Aim of the task
Across the records below, how many lines include the string "viewer"? State the number and nothing more.

[Stored data]
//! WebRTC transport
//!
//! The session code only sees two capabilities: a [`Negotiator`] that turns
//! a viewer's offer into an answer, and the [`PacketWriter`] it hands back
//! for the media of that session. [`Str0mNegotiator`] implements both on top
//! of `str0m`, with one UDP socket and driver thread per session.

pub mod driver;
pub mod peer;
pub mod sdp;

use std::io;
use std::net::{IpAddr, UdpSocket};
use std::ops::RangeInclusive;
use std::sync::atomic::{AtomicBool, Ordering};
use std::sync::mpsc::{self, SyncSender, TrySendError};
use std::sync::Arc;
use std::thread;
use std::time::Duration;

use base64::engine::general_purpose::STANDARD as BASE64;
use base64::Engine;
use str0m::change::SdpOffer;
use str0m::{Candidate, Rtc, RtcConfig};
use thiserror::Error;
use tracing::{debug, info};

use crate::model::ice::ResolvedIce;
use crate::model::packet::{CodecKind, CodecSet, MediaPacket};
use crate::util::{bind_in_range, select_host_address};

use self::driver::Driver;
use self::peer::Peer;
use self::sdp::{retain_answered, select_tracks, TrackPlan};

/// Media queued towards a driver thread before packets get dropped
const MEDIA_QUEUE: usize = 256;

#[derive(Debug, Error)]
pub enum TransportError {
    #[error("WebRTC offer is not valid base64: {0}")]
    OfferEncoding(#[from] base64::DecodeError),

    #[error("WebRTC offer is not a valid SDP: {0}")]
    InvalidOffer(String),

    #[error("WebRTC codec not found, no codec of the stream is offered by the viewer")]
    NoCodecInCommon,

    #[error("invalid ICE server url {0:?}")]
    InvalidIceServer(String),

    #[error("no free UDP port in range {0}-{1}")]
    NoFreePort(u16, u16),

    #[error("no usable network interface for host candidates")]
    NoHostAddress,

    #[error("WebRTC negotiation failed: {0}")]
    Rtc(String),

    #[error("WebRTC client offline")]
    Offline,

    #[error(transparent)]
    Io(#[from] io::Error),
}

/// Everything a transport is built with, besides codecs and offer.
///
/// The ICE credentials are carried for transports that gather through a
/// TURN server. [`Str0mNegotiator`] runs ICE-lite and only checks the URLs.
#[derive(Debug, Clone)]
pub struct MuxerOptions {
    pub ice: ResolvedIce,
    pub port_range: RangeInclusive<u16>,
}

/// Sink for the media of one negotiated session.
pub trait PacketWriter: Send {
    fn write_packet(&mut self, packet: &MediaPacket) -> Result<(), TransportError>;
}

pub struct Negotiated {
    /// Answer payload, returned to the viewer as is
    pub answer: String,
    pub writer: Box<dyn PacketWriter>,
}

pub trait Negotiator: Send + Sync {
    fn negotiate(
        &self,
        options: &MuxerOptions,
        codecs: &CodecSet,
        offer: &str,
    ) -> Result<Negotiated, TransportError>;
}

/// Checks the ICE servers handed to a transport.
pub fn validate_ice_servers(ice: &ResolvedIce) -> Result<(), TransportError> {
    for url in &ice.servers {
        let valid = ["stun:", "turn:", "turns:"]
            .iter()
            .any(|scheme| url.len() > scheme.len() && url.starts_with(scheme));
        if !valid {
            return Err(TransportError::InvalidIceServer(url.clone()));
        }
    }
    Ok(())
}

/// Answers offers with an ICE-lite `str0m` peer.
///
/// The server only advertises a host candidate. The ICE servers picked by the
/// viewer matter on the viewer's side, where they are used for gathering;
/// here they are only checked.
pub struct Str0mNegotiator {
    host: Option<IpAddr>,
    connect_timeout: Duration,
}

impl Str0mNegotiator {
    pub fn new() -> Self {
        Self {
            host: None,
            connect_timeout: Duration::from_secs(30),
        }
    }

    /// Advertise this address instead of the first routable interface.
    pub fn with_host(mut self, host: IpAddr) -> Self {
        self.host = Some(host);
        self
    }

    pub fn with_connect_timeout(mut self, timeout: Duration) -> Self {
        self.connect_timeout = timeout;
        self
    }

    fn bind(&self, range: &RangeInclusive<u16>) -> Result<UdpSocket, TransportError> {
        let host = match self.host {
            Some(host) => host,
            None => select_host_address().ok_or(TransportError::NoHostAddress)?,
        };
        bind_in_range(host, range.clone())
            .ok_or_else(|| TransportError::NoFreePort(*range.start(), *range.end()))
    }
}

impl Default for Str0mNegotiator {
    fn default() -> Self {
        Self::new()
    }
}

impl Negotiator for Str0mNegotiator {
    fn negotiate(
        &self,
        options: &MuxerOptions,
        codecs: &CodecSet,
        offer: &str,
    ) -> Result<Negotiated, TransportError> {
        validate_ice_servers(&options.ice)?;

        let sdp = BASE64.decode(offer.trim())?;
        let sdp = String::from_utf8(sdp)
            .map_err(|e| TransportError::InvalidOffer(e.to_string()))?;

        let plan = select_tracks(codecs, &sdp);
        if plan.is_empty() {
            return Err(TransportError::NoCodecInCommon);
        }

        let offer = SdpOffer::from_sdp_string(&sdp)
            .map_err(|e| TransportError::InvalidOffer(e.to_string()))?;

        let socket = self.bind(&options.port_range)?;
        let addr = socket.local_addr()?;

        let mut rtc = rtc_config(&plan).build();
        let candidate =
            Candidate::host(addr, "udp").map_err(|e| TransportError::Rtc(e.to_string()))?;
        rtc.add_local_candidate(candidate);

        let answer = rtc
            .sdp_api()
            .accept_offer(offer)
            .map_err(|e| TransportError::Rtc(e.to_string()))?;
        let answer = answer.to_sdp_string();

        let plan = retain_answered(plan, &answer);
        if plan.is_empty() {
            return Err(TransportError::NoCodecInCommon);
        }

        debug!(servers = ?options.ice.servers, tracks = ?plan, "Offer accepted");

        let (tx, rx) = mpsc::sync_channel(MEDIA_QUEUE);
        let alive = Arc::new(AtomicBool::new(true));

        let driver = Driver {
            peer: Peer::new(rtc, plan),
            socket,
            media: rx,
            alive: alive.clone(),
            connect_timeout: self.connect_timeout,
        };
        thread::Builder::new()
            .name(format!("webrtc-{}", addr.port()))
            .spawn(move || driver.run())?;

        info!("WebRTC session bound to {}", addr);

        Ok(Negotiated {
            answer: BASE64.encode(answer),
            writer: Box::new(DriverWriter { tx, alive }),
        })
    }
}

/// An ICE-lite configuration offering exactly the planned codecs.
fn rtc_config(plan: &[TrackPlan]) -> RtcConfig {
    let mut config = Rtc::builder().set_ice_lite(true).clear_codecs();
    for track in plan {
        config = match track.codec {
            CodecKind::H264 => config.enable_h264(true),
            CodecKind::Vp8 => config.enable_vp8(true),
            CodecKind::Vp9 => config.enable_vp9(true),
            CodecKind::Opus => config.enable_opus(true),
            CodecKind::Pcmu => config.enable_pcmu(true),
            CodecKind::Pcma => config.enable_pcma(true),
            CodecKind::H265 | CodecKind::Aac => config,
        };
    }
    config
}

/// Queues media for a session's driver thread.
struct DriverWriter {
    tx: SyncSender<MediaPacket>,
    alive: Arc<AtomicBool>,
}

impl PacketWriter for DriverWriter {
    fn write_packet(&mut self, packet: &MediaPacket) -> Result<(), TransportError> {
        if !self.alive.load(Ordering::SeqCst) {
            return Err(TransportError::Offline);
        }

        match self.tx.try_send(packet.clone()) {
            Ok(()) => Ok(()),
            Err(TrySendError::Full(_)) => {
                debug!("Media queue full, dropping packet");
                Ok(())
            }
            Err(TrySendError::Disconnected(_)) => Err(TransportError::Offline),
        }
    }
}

Answer for this exercise
4